=== Section Start ===
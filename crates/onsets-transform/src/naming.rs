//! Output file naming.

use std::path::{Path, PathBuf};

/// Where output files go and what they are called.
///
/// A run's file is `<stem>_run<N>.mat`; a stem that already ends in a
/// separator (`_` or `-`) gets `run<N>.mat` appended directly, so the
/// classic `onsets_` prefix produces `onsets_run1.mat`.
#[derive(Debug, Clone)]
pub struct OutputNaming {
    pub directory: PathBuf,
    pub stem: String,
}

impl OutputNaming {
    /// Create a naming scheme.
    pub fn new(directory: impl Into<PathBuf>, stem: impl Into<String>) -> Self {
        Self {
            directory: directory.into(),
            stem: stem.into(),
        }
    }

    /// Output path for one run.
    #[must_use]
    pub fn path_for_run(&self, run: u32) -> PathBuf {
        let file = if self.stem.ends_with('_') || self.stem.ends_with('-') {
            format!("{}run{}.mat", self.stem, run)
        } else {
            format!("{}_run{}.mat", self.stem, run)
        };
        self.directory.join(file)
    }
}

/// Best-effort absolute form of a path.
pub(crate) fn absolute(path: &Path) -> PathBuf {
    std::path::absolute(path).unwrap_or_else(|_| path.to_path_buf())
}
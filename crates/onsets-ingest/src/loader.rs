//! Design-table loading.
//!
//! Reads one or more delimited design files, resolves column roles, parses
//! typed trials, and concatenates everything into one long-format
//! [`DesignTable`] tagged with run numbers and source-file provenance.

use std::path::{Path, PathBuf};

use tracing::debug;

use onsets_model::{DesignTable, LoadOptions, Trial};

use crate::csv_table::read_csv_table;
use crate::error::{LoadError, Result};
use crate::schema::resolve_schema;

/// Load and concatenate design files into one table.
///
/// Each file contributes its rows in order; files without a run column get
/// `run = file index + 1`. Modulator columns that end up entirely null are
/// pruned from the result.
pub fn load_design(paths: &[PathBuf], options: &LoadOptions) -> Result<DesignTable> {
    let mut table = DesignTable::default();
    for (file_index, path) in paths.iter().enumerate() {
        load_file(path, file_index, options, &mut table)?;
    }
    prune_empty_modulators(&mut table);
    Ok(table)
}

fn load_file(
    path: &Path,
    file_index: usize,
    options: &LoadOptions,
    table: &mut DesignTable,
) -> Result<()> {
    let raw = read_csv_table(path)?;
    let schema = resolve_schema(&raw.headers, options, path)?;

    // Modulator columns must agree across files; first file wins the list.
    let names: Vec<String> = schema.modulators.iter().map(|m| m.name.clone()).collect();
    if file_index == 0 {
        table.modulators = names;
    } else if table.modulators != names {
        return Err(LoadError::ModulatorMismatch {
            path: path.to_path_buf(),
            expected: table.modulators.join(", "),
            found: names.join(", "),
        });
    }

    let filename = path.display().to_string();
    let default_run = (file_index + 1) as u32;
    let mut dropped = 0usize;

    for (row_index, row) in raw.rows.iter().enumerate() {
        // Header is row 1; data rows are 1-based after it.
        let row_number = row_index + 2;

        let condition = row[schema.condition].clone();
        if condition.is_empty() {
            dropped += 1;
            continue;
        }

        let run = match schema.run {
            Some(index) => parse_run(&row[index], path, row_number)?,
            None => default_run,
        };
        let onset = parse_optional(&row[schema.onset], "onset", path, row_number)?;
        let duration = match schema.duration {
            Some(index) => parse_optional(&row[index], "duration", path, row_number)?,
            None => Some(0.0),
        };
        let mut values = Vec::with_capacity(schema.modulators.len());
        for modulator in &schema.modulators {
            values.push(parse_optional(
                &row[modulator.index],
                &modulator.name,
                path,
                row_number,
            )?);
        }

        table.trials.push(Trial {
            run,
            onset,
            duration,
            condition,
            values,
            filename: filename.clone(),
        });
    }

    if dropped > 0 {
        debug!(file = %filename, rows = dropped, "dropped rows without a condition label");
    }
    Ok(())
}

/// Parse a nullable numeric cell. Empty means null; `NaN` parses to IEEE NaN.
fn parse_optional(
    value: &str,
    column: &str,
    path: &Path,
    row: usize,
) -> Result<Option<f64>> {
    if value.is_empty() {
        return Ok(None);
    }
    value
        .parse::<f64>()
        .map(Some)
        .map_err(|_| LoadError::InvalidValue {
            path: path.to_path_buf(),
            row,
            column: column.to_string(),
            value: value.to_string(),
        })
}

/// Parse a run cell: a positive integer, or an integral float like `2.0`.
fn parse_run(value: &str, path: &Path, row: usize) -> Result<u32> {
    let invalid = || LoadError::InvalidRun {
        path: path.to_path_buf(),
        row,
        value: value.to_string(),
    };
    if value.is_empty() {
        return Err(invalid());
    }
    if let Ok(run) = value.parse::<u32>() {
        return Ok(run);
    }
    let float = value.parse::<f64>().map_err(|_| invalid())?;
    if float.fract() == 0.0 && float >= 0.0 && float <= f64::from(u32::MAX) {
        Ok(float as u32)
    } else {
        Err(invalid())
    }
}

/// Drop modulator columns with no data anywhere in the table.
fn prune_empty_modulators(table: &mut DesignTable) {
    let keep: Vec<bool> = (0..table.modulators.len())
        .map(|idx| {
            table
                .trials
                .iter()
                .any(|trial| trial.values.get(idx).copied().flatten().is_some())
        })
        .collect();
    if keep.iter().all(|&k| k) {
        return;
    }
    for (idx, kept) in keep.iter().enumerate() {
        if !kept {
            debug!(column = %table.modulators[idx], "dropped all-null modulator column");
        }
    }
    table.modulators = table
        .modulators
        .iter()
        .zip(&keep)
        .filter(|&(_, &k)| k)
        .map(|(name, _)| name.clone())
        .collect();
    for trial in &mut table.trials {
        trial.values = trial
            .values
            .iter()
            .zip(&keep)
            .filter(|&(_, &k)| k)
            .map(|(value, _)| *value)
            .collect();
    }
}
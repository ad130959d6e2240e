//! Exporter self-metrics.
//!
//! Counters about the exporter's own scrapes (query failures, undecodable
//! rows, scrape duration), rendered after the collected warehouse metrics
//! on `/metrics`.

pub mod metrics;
=== Section End ===
> [PROBLEM DETAILS]: Transcribe each entry exactly.

> [FINAL ANSWER]:
filename crates/onsets-transform/src/naming.rs
//! Output file naming.

use std::path::{Path, PathBuf};

/// Where output files go and what they are called.
///
/// A run's file is `<stem>_run<N>.mat`; a stem that already ends in a
/// separator (`_` or `-`) gets `run<N>.mat` appended directly, so the
/// classic `onsets_` prefix produces `onsets_run1.mat`.
#[derive(Debug, Clone)]
pub struct OutputNaming {
    pub directory: PathBuf,
    pub stem: String,
}

impl OutputNaming {
    /// Create a naming scheme.
    pub fn new(directory: impl Into<PathBuf>, stem: impl Into<String>) -> Self {
        Self {
            directory: directory.into(),
            stem: stem.into(),
        }
    }

    /// Output path for one run.
    #[must_use]
    pub fn path_for_run(&self, run: u32) -> PathBuf {
        let file = if self.stem.ends_with('_') || self.stem.ends_with('-') {
            format!("{}run{}.mat", self.stem, run)
        } else {
            format!("{}_run{}.mat", self.stem, run)
        };
        self.directory.join(file)
    }
}

/// Best-effort absolute form of a path.
pub(crate) fn absolute(path: &Path) -> PathBuf {
    std::path::absolute(path).unwrap_or_else(|_| path.to_path_buf())
}
filename crates/onsets-ingest/src/loader.rs
//! Design-table loading.
//!
//! Reads one or more delimited design files, resolves column roles, parses
//! typed trials, and concatenates everything into one long-format
//! [`DesignTable`] tagged with run numbers and source-file provenance.

use std::path::{Path, PathBuf};

use tracing::debug;

use onsets_model::{DesignTable, LoadOptions, Trial};

use crate::csv_table::read_csv_table;
use crate::error::{LoadError, Result};
use crate::schema::resolve_schema;

/// Load and concatenate design files into one table.
///
/// Each file contributes its rows in order; files without a run column get
/// `run = file index + 1`. Modulator columns that end up entirely null are
/// pruned from the result.
pub fn load_design(paths: &[PathBuf], options: &LoadOptions) -> Result<DesignTable> {
    let mut table = DesignTable::default();
    for (file_index, path) in paths.iter().enumerate() {
        load_file(path, file_index, options, &mut table)?;
    }
    prune_empty_modulators(&mut table);
    Ok(table)
}

fn load_file(
    path: &Path,
    file_index: usize,
    options: &LoadOptions,
    table: &mut DesignTable,
) -> Result<()> {
    let raw = read_csv_table(path)?;
    let schema = resolve_schema(&raw.headers, options, path)?;

    // Modulator columns must agree across files; first file wins the list.
    let names: Vec<String> = schema.modulators.iter().map(|m| m.name.clone()).collect();
    if file_index == 0 {
        table.modulators = names;
    } else if table.modulators != names {
        return Err(LoadError::ModulatorMismatch {
            path: path.to_path_buf(),
            expected: table.modulators.join(", "),
            found: names.join(", "),
        });
    }

    let filename = path.display().to_string();
    let default_run = (file_index + 1) as u32;
    let mut dropped = 0usize;

    for (row_index, row) in raw.rows.iter().enumerate() {
        // Header is row 1; data rows are 1-based after it.
        let row_number = row_index + 2;

        let condition = row[schema.condition].clone();
        if condition.is_empty() {
            dropped += 1;
            continue;
        }

        let run = match schema.run {
            Some(index) => parse_run(&row[index], path, row_number)?,
            None => default_run,
        };
        let onset = parse_optional(&row[schema.onset], "onset", path, row_number)?;
        let duration = match schema.duration {
            Some(index) => parse_optional(&row[index], "duration", path, row_number)?,
            None => Some(0.0),
        };
        let mut values = Vec::with_capacity(schema.modulators.len());
        for modulator in &schema.modulators {
            values.push(parse_optional(
                &row[modulator.index],
                &modulator.name,
                path,
                row_number,
            )?);
        }

        table.trials.push(Trial {
            run,
            onset,
            duration,
            condition,
            values,
            filename: filename.clone(),
        });
    }

    if dropped > 0 {
        debug!(file = %filename, rows = dropped, "dropped rows without a condition label");
    }
    Ok(())
}

/// Parse a nullable numeric cell. Empty means null; `NaN` parses to IEEE NaN.
fn parse_optional(
    value: &str,
    column: &str,
    path: &Path,
    row: usize,
) -> Result<Option<f64>> {
    if value.is_empty() {
        return Ok(None);
    }
    value
        .parse::<f64>()
        .map(Some)
        .map_err(|_| LoadError::InvalidValue {
            path: path.to_path_buf(),
            row,
            column: column.to_string(),
            value: value.to_string(),
        })
}

/// Parse a run cell: a positive integer, or an integral float like `2.0`.
fn parse_run(value: &str, path: &Path, row: usize) -> Result<u32> {
    let invalid = || LoadError::InvalidRun {
        path: path.to_path_buf(),
        row,
        value: value.to_string(),
    };
    if value.is_empty() {
        return Err(invalid());
    }
    if let Ok(run) = value.parse::<u32>() {
        return Ok(run);
    }
    let float = value.parse::<f64>().map_err(|_| invalid())?;
    if float.fract() == 0.0 && float >= 0.0 && float <= f64::from(u32::MAX) {
        Ok(float as u32)
    } else {
        Err(invalid())
    }
}

/// Drop modulator columns with no data anywhere in the table.
fn prune_empty_modulators(table: &mut DesignTable) {
    let keep: Vec<bool> = (0..table.modulators.len())
        .map(|idx| {
            table
                .trials
                .iter()
                .any(|trial| trial.values.get(idx).copied().flatten().is_some())
        })
        .collect();
    if keep.iter().all(|&k| k) {
        return;
    }
    for (idx, kept) in keep.iter().enumerate() {
        if !kept {
            debug!(column = %table.modulators[idx], "dropped all-null modulator column");
        }
    }
    table.modulators = table
        .modulators
        .iter()
        .zip(&keep)
        .filter(|&(_, &k)| k)
        .map(|(name, _)| name.clone())
        .collect();
    for trial in &mut table.trials {
        trial.values = trial
            .values
            .iter()
            .zip(&keep)
            .filter(|&(_, &k)| k)
            .map(|(value, _)| *value)
            .collect();
    }
}
repository ad130959d6e2240e
//! Exporter self-metrics.
//!
//! Counters about the exporter's own scrapes (query failures, undecodable
//! rows, scrape duration), rendered after the collected warehouse metrics
//! on `/metrics`.

pub mod metrics;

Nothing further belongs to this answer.